2. Electrode arrays with non-insulative field extenders

   • If a “field extender” is conductive, resistive, or not “insulative” in the relevant sense, it diverges from “electrically insulative signal amplification element.”

3. Capacitive coupling sensors

   • Capacitive event markers sometimes use insulative layers, but the claim requires:
     • insulative amplification element
     • producing a virtual dipole with length defined by the insulative element
     • virtual dipole length larger than actual dipole length

4. Multi-electrode dipole architectures

   • Claim 10 can be a differentiator for multi-dipole ingestible markers. Devices using additional electrodes for multi-channel fields may land closer.

5. Readout architectures

   • Claim 13 supports both in vivo and external receivers. Competitors with external readout are not immunized.

Practical infringement risk map

Below is a threat matrix using the claim’s key limitations as gates.

Scope audit: what variants are likely inside vs outside

Likely inside (based on the literal claim structure)

• Opposing electrodes separated by a solid support, where an insulating amplification element lies between them and extends the effective dipole length.
• Amplification geometry that is planar or 2D, including cases where the amplification element’s outer edge exceeds the electrodes.
• Architectures where virtual dipole length is quantified or constrained such that it exceeds actual dipole length, including a 2x or greater relation.

Likely outside

• Designs where the amplification element is not insulating (conductive/semiconductive in the relevant pathway).
• Designs where the “effective dipole length” is not longer than the actual dipole length as defined by the opposing transmission elements.
• Designs where the event marker requires a different triggering mechanism than “contacts a target site” (unless still met via fluid contact embodiments).

Key Takeaways

• US 8,961,412 centers on dipole length amplification: an electrically insulative element between opposing electrodes creates a virtual dipole that is longer than the actual dipole.
• The most enforceable limitations are the between-disposed insulative amplification element and the condition virtual dipole length > actual dipole length.
• Dependent claims narrow packaging (planar electrodes, solid support including IC, 2D amplification element), activation (target-site fluid), scaling (virtual dipole 2x+), and expand to multi-dipole configurations.
• The system claim adds receiver coverage (external or in vivo), raising exposure for full-solution offerings.

FAQs

1) What is the single most important limitation in US 8,961,412?

The identifier includes first and second opposing signal transmission elements that form an actual dipole, and an electrically insulative signal amplification element disposed between them that creates a virtual dipole with length larger than the actual dipole length.

2) Does the patent require a specific receiver type?

No. Claim 13 covers any receiver configured to detect the signal, with dependent claims specifying in vivo or external receivers.

3) What does “virtual dipole length defined by the signal amplification element” imply for design checks?

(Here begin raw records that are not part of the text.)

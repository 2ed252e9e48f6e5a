//! Presence adapter tests: peer events become idempotent store rows.

use std::sync::Arc;

use chrono::Duration;
use p2pos_store::PeerDb;
use p2pos_types::events::{
    EventBus, MembershipApplied, PeerConnected, PeerDisconnected, PeerHeartbeat,
};
use p2pos_types::{PeerId, Reachability};
use tokio::sync::watch;

use super::{test_now, wait_for};
use crate::presence;

fn peer(n: u8) -> PeerId {
    PeerId::from([n; 32])
}

struct Fixture {
    db: Arc<PeerDb>,
    bus: EventBus,
    _shutdown: watch::Sender<bool>,
}

fn fixture(local: PeerId) -> Fixture {
    let db = Arc::new(PeerDb::in_memory());
    let bus = EventBus::new();
    let (shutdown_tx, shutdown_rx) = watch::channel(false);
    presence::start(db.clone(), local, &bus, shutdown_rx);
    Fixture {
        db,
        bus,
        _shutdown: shutdown_tx,
    }
}

#[tokio::test]
async fn test_connect_event_upserts_online_row() {
    let local = peer(1);
    let f = fixture(local);

    f.bus.emit(PeerConnected {
        peer_id: peer(2),
        remote_addr: "192.0.2.2:4100".to_string(),
        at: test_now(),
    });

    wait_for("row appears", || {
        f.db.get(&peer(2)).unwrap().is_some()
    })
    .await;

    let row = f.db.get(&peer(2)).unwrap().unwrap();
    assert_eq!(row.reachability, Reachability::Online);
    assert_eq!(row.last_remote_addr, "192.0.2.2:4100");
    assert_eq!(row.observed_by, Some(local));
}

#[tokio::test]
async fn test_disconnect_flips_to_offline_preserving_addr() {
    let f = fixture(peer(1));

    f.bus.emit(PeerConnected {
        peer_id: peer(2),
        remote_addr: "192.0.2.2:4100".to_string(),
        at: test_now(),
    });
    wait_for("row appears", || {
        f.db.get(&peer(2)).unwrap().is_some()
    })
    .await;

    f.bus.emit(PeerDisconnected {
        peer_id: peer(2),
        at: test_now() + Duration::seconds(5),
    });
    wait_for("row goes offline", || {
        f.db.get(&peer(2))
            .unwrap()
            .is_some_and(|row| row.reachability == Reachability::Offline)
    })
    .await;

    let row = f.db.get(&peer(2)).unwrap().unwrap();
    assert_eq!(row.last_remote_addr, "192.0.2.2:4100");
}

#[tokio::test]
async fn test_heartbeat_refreshes_row_without_connect() {
    let f = fixture(peer(1));

    f.bus.emit(PeerHeartbeat {
        peer_id: peer(3),
        remote_addr: "198.51.100.3:4100".to_string(),
        at: test_now(),
    });

    wait_for("heartbeat row", || {
        f.db.get(&peer(3))
            .unwrap()
            .is_some_and(|row| row.reachability == Reachability::Online)
    })
    .await;
}

#[tokio::test]
async fn test_membership_applied_prunes_rows() {
    let f = fixture(peer(1));

    f.bus.emit(PeerConnected {
        peer_id: peer(2),
        remote_addr: String::new(),
        at: test_now(),
    });
    wait_for("row appears", || {
        f.db.get(&peer(2)).unwrap().is_some()
    })
    .await;

    // The new member set keeps peer 4 only.
    f.bus.emit(MembershipApplied {
        cluster_id: "default".to_string(),
        issued_at: test_now() + Duration::seconds(1),
        members: vec![peer(4)],
    });

    wait_for("row pruned", || {
        f.db.get(&peer(2)).unwrap().is_none() && f.db.get(&peer(4)).unwrap().is_some()
    })
    .await;
    assert_eq!(
        f.db.get(&peer(4)).unwrap().unwrap().reachability,
        Reachability::Offline
    );
}

#[tokio::test]
async fn test_self_row_survives_peer_events() {
    let local = peer(1);
    let f = fixture(local);
    f.db.seed_self(local, test_now()).unwrap();

    f.bus.emit(PeerConnected {
        peer_id: local,
        remote_addr: "203.0.113.1:1".to_string(),
        at: test_now() + Duration::seconds(1),
    });
    // Let another event flush through to order the queue.
    f.bus.emit(PeerConnected {
        peer_id: peer(2),
        remote_addr: String::new(),
        at: test_now() + Duration::seconds(1),
    });
    wait_for("second row lands", || {
        f.db.get(&peer(2)).unwrap().is_some()
    })
    .await;

    let row = f.db.get(&local).unwrap().unwrap();
    assert_eq!(row.reachability, Reachability::SelfNode);
    assert!(row.last_remote_addr.is_empty());
}
//! Cluster control core for P2POS.
//!
//! This crate holds the pieces the rest of the node agrees on:
//!
//! - [`NodeKey`] / [`SystemKey`] — ed25519 key material and the stable
//!   [`PeerId`](p2pos_types::PeerId) derived from it.
//! - [`AdminProof`] — the time-bounded, system-signed capability binding one
//!   peer id to the `admin` role.
//! - [`Snapshot`] — the signed, monotonically versioned member list.
//! - [`MembershipManager`] — validates and applies snapshots, answers
//!   membership queries.
//! - [`RuntimeStateMachine`] — computes `unconfigured`/`degraded`/`healthy`
//!   and gates protocol admission.

mod error;
mod identity;
mod manager;
mod proof;
mod runtime;
mod snapshot;


pub use error::ClusterError;
pub use identity::{NodeKey, SystemKey, verify_from_peer, verifying_key_of};
pub use manager::{Applied, MembershipManager, QuorumView};
pub use proof::{ADMIN_ROLE, AdminProof};
pub use runtime::{RuntimeState, RuntimeStateMachine};
pub use snapshot::{Snapshot, normalize_members, sign_snapshot};
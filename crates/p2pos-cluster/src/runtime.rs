//! The process-wide runtime state machine.
//!
//! State is `unconfigured` / `degraded` / `healthy`, mutated only through
//! [`evaluate`](RuntimeStateMachine::evaluate) and read as a lock-free
//! snapshot. Transitions are serialized by an internal mutex so observers
//! never see a stale value after `evaluate` returns.

use std::sync::Arc;
use std::sync::Mutex;
use std::sync::atomic::{AtomicU8, Ordering};

use p2pos_types::PeerId;
use tracing::info;

use crate::manager::MembershipManager;

/// Runtime state of the local node.
#[derive(Debug, Clone, Copy, PartialEq, Eq)]
#[repr(u8)]
pub enum RuntimeState {
    /// Not part of any cluster yet. Business protocols refused; only
    /// bootstrap dialing and membership pull/push remain available.
    Unconfigured = 0,
    /// A member, but without quorum. Read-only protocols enabled.
    Degraded = 1,
    /// A member with quorum. All protocols enabled, including publish.
    Healthy = 2,
}

impl RuntimeState {
    fn from_u8(v: u8) -> Self {
        match v {
            2 => RuntimeState::Healthy,
            1 => RuntimeState::Degraded,
            _ => RuntimeState::Unconfigured,
        }
    }
}

impl std::fmt::Display for RuntimeState {
    fn fmt(&self, f: &mut std::fmt::Formatter<'_>) -> std::fmt::Result {
        match self {
            RuntimeState::Unconfigured => write!(f, "unconfigured"),
            RuntimeState::Degraded => write!(f, "degraded"),
            RuntimeState::Healthy => write!(f, "healthy"),
        }
    }
}

/// Computes and holds the runtime state; the single owner of transitions.
pub struct RuntimeStateMachine {
    manager: Arc<MembershipManager>,
    state: AtomicU8,
    transition: Mutex<()>,
}

impl RuntimeStateMachine {
    /// Start in `unconfigured`.
    pub fn new(manager: Arc<MembershipManager>) -> Self {
        Self {
            manager,
            state: AtomicU8::new(RuntimeState::Unconfigured as u8),
            transition: Mutex::new(()),
        }
    }

    /// Current state (lock-free read).
    pub fn state(&self) -> RuntimeState {
        RuntimeState::from_u8(self.state.load(Ordering::Acquire))
    }

    /// Whether heartbeat, status and peer-exchange streams are admitted.
    pub fn can_use_business_protocols(&self) -> bool {
        self.state() != RuntimeState::Unconfigured
    }

    /// Whether the administrator publish operation is admitted.
    pub fn can_publish(&self) -> bool {
        self.state() == RuntimeState::Healthy
    }

    /// Whether an inbound connection from `peer` is admitted.
    ///
    /// While `unconfigured` every peer is allowed, so a non-member can
    /// still deliver the membership push that adds the local node.
    pub fn allow_peer(&self, peer: &PeerId) -> bool {
        self.state() == RuntimeState::Unconfigured || self.manager.is_member(peer)
    }

    /// Recompute the state from the member set and the given connected
    /// peers. `2k > N` with `k` observed-online members (self counted)
    /// means `healthy`; quorum inputs are read atomically under the
    /// manager lock.
    pub fn evaluate(&self, connected: &[PeerId], reason: &str) {
        let _serialized = self.transition.lock().expect("transition lock");

        let view = self.manager.quorum_view(connected);
        let (next, detail) = if !view.local_is_member {
            (RuntimeState::Unconfigured, "local-not-member")
        } else if view.member_count == 0 {
            (RuntimeState::Unconfigured, "member-set-empty")
        } else if view.online * 2 > view.member_count {
            (RuntimeState::Healthy, "quorum")
        } else {
            (RuntimeState::Degraded, "no-quorum")
        };

        let prev = RuntimeState::from_u8(self.state.swap(next as u8, Ordering::AcqRel));
        if prev != next {
            info!(
                prev = %prev,
                next = %next,
                reason = format!("{reason}:{detail}"),
                peer_id = %self.manager.local_peer(),
                cluster_id = self.manager.cluster_id(),
                "runtime state changed"
            );
        }
    }
}

impl std::fmt::Debug for RuntimeStateMachine {
    fn fmt(&self, f: &mut std::fmt::Formatter<'_>) -> std::fmt::Result {
        f.debug_struct("RuntimeStateMachine")
            .field("state", &self.state())
            .finish_non_exhaustive()
    }
}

The insulative amplification element must parameterize the effective dipole length (not merely provide insulation). The effective length must be derivable from the amplification element configuration.

4) How do claims 7 and 8 affect product design freedom?

They narrow embodiments to planar or 2D amplification structures, including configurations where the amplification element outer edge extends beyond the electrodes.

5) What is the scope difference between claims 1 and 13?

Claim 1 is the ingestible marker structure. Claim 13 covers the system by adding a receiver that detects the emitted signal.

References

[1] United States Patent US 8,961,412, claims 1-17 (text provided).